Friday, June 19, 2009

Double jeopardy and no-verdicts

Does a jury's failure to reach a verdict have any double jeopardy consequences? No: Yeager v United States [2009] USSC No 08-67 (18 June 2009).

Failure to reach a verdict is a non-event. Strange to say, the New Zealand Court of Appeal dealt with the same point in R v Shaw [2009] NZCA 232 (5 June 2009).

In Shaw there was one count, arson, but two ways in which the accused might have been liable: as a secondary party (arising from events some weeks before the fire) or as an offender at the scene; I refer to this latter as principal liability for simplicity - at the scene he could have been a secondary party, but the point of discussion here is the difference between liability at the scene and liability arising on a previous occasion. At the first trial, the jury convicted, and in answer to the Judge's (unusual) inquiry the foreman said this was on the basis of secondary liability. No information was sought or given about the jury's views on liability as a principal (they might have been unanimous or they might have been unable to agree, or they might not have decided the issue). The conviction was overturned on appeal because the accused had not been given sufficient notice of the Crown's intention to allege secondary liability. At retrial the judge directed the jury that they could convict even if they disagreed on the basis for liability. The jury convicted the accused and the judge did not inquire about the basis for that. One of the grounds of appeal was double jeopardy: the first jury should be taken to have decided that the accused did not commit the arson as a principal, so that could not be a basis for liability in the second trial. The majority on this point (Ellen France and Heath JJ) held that double jeopardy was not engaged: it would be wrong to infer that the jury had decided the issue of principal liability, let alone that they had rejected it. Principal liability was not addressed in the reason for verdict at the first trial. Nevertheless, a retrial was directed on the issue of secondary liability only: this was because Heath J was prepared to break the deadlock in this 3-judge bench by agreeing with the dissenter Fogarty J that, on broader abuse of process considerations, a real risk of double jeopardy was sufficient to prevent the prosecution from relying on liability as a principal, especially as it had always had the opportunity to allege the forms of liability as alternative counts in its indictment.

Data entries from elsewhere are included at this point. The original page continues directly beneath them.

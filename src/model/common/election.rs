use chrono::{DateTime, Utc};
use serde::{Deserialize, Serialize};

/// States in the Election lifecycle.
///
/// These are never stored: they follow from the clock and the active flag,
/// so they are worked out again every time they are needed.
#[derive(Debug, Copy, Clone, PartialEq, Eq, Serialize, Deserialize)]
pub enum ElectionState {
    /// Voting has not started yet.
    Scheduled,
    /// Votes are being accepted.
    Open,
    /// The voting window has passed, or an admin switched the election off.
    Closed,
}

impl ElectionState {
    /// Work out the state of an election with the given window and active
    /// flag at time `now`. Both ends of the window are inclusive.
    pub fn at(
        active: bool,
        start_time: DateTime<Utc>,
        end_time: DateTime<Utc>,
        now: DateTime<Utc>,
    ) -> Self {
        if !active || now > end_time {
            Self::Closed
        } else if now < start_time {
            Self::Scheduled
        } else {
            Self::Open
        }
    }
}

/// Whether votes may be cast at time `now`.
pub fn is_open(
    active: bool,
    start_time: DateTime<Utc>,
    end_time: DateTime<Utc>,
    now: DateTime<Utc>,
) -> bool {
    ElectionState::at(active, start_time, end_time, now) == ElectionState::Open
}

#[cfg(test)]
mod tests {
    use chrono::{Duration, TimeZone};

    use super::*;

    fn window() -> (DateTime<Utc>, DateTime<Utc>) {
        let start = Utc.with_ymd_and_hms(2026, 3, 2, 9, 0, 0).unwrap();
        (start, start + Duration::hours(8))
    }

    #[test]
    fn closed_before_start() {
        let (start, end) = window();
        let now = start - Duration::seconds(1);
        assert!(!is_open(true, start, end, now));
        assert_eq!(ElectionState::at(true, start, end, now), ElectionState::Scheduled);
    }

    #[test]
    fn open_within_window_inclusive() {
        let (start, end) = window();
        for now in [start, start + Duration::hours(4), end] {
            assert!(is_open(true, start, end, now), "{now}");
        }
    }

    #[test]
    fn closed_after_end() {
        let (start, end) = window();
        let now = end + Duration::milliseconds(1);
        assert!(!is_open(true, start, end, now));
        assert_eq!(ElectionState::at(true, start, end, now), ElectionState::Closed);
    }

    #[test]
    fn inactive_is_always_closed() {
        let (start, end) = window();
        for now in [start - Duration::days(1), start, end, end + Duration::days(1)] {
            assert!(!is_open(false, start, end, now));
            assert_eq!(ElectionState::at(false, start, end, now), ElectionState::Closed);
        }
    }
}
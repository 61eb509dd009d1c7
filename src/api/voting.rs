use log::debug;
use rocket::{response::status, serde::json::Json, Route, State};

use crate::error::Result;
use crate::logging::RequestId;
use crate::model::{
    api::{VoteReceipt, VoteRequest},
    auth::{AuthToken, Voter},
};
use crate::voting::VotingService;

pub fn routes() -> Vec<Route> {
    routes![cast_vote]
}

/// Cast the authenticated principal's vote.
#[post("/vote", data = "<request>", format = "json")]
async fn cast_vote(
    token: AuthToken<Voter>,
    request: Json<VoteRequest>,
    request_id: &RequestId,
    service: &State<VotingService>,
) -> Result<status::Created<Json<VoteReceipt>>> {
    debug!(
        "req{request_id}: {} votes for {} in {}",
        token.id(),
        request.candidate_id,
        request.election_id
    );
    let vote = service
        .cast_vote(token.id(), *request.election_id, *request.candidate_id)
        .await?;

    let location = format!("/elections/{}/vote", vote.election_id);
    Ok(status::Created::new(location).body(Json(vote.into())))
}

In Yeager the charges were, broadly, counts of fraudulently misleading the public about the virtues of an investment, insider trading by selling stock without disclosing to the public relevant information, and money laundering by dealing with the proceeds of the stock sales. The accused was acquitted on the fraud counts but the jury failed to reach agreement on the insider trading and money laundering counts. He was re-charged with some of the insider trading and money laundering counts. The Supreme Court had granted certiorari on the assumption that the Fifth Circuit had correctly ruled that the acquittals on the fraud counts meant that the jury had decided the accused did not have the information necessary for conviction on the insider trading charges. In fact the Fifth Circuit had reasoned that the failure to reach verdicts meant that the jury had not decided that the accused had the insider information, so the Supreme Court left open the opportunity for the Fifth Circuit to revisit its factual analysis of what, on the evidence, the acquittals necessarily meant: had the jury necessarily decided that the accused did not have the information that he was alleged to have had and which it was necessary to prove he had if he were to be convicted on the insider trading and money laundering counts?

The double jeopardy focus was thus on the meaning of the acquittals, not on the meaning of the failures to reach verdicts. "No verdict" has no meaning. Stevens J, delivering the opinion of the Court, put it like this: "the consideration of hung counts has no place in the issue-preclusion analysis."

Yeager decides that acquittals can have double jeopardy implications for counts on which no verdict has been reached (even by the same jury). Scalia J dissented on the basis - I summarise - that as the proceedings on the hung counts were not concluded they were the same proceedings as had involved the acquittals, so the acquittals were not prior in the double jeopardy sense. Alito J, also dissenting, noted that in this situation "the conclusion that the not-guilty verdicts preclude retrial on the hung counts necessarily means that the jury did not act rationally." That is because the jury must have been in doubt about a fact essential for conviction on the hung count (for double jeopardy to apply), and should have acquitted on both. He stressed that a strict analysis is necessary, as Ashe v. Swenson, 397 U. S. 436 (1970)

"made it clear that an acquittal on one charge precludes a subsequent trial on a different charge only if "a rational jury" could not have acquitted on the first charge without finding in the defendant's favor on a factual issue that the prosecution would have to prove in order to convict in the later trial. Id., at 444. This is a demanding standard."

Stevens J did not disagree on this:

"The reasoning in Ashe is ... controlling because, for double jeopardy purposes, the jury's inability to reach a verdict on the insider trading counts was a nonevent and the acquittals on the fraud counts are entitled to the same effect as Ashe's acquittal."